Collected data entries
====

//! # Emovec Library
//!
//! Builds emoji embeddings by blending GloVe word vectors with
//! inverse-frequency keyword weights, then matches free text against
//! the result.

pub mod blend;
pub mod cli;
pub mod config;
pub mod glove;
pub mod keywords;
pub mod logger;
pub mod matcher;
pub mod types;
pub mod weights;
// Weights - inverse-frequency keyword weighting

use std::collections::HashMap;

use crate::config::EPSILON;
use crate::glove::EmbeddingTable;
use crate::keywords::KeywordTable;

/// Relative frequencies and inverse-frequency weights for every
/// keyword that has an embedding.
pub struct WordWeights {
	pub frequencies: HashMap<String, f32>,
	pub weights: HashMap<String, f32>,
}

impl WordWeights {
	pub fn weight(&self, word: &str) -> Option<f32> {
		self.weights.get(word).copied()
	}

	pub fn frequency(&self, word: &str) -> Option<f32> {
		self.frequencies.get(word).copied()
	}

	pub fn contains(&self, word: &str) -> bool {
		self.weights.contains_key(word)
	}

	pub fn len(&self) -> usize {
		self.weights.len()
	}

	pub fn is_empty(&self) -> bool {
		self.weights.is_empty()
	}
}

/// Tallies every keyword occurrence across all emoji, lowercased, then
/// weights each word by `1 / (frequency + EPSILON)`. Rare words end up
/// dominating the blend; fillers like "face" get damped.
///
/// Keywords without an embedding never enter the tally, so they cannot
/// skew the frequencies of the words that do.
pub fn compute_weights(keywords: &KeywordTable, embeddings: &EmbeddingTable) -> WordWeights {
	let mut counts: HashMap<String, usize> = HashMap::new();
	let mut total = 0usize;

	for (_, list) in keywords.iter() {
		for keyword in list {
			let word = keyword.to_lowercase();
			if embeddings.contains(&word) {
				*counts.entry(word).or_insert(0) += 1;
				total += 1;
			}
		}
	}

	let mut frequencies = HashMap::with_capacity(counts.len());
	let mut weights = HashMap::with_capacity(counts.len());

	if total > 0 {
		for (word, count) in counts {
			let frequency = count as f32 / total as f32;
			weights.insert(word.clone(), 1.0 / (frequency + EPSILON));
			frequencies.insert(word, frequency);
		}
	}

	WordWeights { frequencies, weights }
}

====

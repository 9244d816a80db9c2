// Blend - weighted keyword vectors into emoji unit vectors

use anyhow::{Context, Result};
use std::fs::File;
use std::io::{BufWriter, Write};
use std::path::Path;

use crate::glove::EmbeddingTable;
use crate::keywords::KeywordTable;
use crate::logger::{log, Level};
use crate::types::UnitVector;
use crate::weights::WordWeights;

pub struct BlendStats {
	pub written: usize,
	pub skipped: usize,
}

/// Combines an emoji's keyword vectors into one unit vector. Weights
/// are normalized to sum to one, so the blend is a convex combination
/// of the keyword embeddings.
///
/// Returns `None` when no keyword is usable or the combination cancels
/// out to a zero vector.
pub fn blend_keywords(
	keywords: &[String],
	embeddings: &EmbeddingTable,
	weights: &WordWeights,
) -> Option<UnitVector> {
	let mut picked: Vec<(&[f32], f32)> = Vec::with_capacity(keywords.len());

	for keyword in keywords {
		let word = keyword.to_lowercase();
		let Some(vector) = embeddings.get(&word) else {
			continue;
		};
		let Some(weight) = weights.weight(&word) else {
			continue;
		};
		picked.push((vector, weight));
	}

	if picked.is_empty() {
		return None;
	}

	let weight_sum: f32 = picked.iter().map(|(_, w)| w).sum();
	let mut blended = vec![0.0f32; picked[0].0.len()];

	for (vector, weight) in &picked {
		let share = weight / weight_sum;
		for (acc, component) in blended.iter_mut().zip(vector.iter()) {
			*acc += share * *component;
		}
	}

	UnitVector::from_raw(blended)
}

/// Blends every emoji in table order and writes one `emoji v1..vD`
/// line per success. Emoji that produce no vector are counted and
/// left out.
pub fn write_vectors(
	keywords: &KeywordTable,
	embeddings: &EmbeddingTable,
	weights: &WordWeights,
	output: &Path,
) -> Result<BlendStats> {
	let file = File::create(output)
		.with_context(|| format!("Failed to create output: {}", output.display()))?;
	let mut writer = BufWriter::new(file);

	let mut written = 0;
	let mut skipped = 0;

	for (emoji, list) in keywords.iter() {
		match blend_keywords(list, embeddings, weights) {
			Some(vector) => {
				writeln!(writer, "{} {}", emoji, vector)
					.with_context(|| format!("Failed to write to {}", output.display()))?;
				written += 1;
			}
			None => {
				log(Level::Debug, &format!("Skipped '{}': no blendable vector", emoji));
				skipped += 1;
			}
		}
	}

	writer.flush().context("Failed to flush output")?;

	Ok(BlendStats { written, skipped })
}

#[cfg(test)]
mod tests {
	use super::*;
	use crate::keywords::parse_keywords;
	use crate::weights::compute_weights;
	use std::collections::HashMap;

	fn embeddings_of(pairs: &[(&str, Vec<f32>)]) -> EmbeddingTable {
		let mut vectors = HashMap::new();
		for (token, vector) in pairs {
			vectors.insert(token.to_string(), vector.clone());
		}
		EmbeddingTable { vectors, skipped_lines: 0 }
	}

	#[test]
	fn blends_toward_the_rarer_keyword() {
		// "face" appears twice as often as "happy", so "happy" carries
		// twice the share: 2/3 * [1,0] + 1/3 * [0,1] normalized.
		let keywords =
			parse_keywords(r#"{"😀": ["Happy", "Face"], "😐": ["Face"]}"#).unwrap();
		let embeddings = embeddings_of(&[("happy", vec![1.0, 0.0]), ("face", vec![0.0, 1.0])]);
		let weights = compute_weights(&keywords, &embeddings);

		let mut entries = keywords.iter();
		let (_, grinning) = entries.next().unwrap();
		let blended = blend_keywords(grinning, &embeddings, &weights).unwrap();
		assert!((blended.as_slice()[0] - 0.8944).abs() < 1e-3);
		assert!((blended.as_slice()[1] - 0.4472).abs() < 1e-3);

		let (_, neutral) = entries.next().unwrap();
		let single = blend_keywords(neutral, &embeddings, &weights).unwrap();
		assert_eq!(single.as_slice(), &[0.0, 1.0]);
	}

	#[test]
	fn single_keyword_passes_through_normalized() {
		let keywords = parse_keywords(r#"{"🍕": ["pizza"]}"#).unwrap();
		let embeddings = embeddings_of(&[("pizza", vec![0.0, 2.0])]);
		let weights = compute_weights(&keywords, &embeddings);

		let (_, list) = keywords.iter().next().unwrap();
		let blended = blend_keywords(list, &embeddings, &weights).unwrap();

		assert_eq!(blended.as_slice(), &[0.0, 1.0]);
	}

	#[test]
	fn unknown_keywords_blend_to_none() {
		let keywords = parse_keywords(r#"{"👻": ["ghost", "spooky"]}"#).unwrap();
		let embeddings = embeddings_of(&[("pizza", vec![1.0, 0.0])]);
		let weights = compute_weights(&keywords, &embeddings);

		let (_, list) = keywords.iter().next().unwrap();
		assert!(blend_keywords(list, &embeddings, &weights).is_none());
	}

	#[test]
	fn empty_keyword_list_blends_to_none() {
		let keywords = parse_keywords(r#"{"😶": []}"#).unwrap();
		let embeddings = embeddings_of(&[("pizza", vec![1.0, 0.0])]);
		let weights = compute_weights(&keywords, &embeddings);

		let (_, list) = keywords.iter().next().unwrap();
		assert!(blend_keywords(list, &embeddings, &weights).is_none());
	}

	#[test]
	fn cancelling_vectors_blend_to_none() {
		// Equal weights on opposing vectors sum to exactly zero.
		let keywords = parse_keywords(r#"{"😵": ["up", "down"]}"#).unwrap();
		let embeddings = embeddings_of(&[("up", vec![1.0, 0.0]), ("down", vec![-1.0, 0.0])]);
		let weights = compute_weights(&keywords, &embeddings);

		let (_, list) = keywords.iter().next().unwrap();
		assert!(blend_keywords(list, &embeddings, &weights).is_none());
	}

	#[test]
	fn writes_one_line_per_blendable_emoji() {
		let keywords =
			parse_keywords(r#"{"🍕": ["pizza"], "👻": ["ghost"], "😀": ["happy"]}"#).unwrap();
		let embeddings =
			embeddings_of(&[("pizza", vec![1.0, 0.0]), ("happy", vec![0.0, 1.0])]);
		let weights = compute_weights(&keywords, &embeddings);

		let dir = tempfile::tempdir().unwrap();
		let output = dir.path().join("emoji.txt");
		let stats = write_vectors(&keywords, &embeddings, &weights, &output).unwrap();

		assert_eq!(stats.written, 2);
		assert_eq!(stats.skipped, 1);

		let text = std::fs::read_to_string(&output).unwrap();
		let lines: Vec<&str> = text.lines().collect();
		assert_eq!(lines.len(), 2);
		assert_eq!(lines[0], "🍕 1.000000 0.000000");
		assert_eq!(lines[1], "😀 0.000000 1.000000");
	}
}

====

→ Your instructions
Copy each line above holding "that".

→ Solution to this problem
/// keyword that has an embedding.
/// skew the frequencies of the words that do.
/// line per success. Emoji that produce no vector are counted and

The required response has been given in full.